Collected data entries
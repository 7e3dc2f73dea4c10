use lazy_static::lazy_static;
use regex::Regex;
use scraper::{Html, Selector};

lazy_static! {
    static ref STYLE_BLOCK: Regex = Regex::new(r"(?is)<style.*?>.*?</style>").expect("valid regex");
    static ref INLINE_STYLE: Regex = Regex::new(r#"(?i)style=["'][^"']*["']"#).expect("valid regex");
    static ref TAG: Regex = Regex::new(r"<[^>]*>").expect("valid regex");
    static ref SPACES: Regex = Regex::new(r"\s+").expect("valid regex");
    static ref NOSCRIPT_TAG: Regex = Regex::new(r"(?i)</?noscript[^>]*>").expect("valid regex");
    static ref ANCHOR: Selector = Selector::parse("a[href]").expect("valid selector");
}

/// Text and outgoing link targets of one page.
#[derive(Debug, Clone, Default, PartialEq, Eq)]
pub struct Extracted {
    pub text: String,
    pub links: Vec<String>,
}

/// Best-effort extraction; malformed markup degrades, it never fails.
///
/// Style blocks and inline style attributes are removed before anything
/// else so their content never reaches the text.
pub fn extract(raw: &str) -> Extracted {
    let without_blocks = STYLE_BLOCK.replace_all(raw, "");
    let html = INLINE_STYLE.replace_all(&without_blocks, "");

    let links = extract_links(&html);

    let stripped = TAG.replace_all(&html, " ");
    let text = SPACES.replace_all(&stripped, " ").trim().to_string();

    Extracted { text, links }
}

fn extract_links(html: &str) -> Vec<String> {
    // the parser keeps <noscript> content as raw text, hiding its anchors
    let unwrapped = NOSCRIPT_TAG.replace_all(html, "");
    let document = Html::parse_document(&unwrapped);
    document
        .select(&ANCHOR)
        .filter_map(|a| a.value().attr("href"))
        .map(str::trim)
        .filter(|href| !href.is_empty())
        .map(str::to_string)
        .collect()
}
--
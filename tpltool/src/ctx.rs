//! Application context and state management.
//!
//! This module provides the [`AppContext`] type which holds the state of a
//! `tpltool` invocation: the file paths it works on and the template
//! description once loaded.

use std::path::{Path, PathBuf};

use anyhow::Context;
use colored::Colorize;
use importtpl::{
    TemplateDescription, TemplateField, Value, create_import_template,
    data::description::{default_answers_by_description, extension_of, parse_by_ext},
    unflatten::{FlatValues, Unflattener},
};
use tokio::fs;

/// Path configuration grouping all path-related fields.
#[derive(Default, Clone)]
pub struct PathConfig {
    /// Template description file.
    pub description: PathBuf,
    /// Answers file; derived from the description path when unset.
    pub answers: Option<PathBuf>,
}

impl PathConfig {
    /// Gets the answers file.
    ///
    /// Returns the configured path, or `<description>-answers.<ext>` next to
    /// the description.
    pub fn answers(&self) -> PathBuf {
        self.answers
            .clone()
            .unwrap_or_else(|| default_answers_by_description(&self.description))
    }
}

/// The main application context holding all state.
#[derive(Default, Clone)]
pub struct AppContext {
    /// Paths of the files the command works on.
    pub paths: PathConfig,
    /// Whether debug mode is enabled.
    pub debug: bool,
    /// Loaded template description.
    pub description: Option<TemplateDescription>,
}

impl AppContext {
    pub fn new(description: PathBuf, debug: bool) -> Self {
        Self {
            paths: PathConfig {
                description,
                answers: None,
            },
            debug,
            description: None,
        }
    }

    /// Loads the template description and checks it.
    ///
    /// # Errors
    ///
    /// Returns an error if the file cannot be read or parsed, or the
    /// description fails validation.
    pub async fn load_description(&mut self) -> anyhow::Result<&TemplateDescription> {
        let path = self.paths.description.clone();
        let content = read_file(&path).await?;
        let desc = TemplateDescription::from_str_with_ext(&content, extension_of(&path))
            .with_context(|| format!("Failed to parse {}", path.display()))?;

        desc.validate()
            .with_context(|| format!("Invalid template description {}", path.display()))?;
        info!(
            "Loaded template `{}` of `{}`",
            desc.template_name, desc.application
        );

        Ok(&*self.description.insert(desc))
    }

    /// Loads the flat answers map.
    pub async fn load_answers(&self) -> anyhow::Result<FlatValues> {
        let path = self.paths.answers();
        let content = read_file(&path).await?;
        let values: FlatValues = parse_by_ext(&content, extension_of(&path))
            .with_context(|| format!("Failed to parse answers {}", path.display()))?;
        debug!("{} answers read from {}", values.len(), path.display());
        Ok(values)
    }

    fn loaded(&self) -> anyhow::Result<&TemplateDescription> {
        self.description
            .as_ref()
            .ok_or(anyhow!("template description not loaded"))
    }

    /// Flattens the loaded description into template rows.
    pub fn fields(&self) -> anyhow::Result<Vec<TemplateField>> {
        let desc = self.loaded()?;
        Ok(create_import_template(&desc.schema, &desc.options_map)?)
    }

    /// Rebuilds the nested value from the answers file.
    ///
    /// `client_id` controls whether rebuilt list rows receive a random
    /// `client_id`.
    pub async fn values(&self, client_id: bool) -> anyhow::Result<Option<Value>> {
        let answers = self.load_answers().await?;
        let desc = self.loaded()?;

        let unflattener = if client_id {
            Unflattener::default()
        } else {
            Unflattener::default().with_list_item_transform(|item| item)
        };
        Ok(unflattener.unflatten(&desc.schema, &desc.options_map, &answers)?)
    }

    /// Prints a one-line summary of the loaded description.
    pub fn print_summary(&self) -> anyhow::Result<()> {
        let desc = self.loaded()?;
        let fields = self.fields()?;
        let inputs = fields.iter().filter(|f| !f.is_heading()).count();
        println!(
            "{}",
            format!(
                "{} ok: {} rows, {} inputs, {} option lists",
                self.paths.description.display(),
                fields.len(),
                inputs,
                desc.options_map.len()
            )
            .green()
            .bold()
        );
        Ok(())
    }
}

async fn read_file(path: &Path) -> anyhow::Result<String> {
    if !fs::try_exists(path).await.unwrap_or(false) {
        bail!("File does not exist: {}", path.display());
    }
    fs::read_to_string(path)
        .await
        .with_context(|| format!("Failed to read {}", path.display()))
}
---
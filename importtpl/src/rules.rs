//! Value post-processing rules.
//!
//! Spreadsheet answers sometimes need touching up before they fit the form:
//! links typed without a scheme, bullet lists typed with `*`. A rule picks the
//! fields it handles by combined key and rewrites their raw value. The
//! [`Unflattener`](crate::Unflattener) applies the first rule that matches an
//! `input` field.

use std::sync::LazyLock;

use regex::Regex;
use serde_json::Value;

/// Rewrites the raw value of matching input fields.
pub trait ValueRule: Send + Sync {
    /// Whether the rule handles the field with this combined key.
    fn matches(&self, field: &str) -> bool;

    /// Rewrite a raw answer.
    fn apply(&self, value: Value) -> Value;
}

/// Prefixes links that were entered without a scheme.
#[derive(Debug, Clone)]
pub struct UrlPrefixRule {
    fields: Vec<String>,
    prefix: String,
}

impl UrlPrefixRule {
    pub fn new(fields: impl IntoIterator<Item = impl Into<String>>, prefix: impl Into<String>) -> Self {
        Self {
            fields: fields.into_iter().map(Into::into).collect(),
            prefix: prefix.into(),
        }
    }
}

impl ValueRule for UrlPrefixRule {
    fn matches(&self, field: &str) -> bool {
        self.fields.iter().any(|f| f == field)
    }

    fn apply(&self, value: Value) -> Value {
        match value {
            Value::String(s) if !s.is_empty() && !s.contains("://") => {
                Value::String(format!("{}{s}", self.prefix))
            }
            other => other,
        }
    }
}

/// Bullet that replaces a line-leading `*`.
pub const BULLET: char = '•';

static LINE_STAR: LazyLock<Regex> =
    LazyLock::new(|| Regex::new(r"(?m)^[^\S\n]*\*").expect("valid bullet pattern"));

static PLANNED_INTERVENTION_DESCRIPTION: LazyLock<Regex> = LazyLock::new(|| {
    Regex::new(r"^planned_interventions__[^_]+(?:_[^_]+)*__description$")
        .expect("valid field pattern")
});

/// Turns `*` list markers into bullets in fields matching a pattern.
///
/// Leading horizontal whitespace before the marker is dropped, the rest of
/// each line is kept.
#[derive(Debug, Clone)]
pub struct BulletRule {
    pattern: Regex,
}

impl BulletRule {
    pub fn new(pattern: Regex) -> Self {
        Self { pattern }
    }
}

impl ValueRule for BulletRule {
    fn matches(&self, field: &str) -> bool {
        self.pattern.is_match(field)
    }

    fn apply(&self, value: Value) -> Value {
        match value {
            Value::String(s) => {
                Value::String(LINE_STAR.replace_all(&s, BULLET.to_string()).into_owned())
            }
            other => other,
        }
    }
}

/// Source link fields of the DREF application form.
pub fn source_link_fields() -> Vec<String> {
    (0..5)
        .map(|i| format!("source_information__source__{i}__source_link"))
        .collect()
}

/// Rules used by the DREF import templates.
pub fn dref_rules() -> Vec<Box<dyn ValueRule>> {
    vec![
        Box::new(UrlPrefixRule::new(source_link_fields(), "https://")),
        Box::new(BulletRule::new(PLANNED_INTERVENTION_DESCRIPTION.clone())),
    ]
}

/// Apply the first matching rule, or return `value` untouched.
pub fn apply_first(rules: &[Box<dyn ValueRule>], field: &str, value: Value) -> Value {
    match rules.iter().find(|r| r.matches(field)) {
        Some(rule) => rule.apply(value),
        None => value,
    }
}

WHAT YOU WILL DO: Wherever the word "matching" appears in a line of the data above, copy that line.

EXERCISE SOLUTION:
/// Rewrites the raw value of matching input fields.
/// Turns `*` list markers into bullets in fields matching a pattern.
/// Apply the first matching rule, or return `value` untouched.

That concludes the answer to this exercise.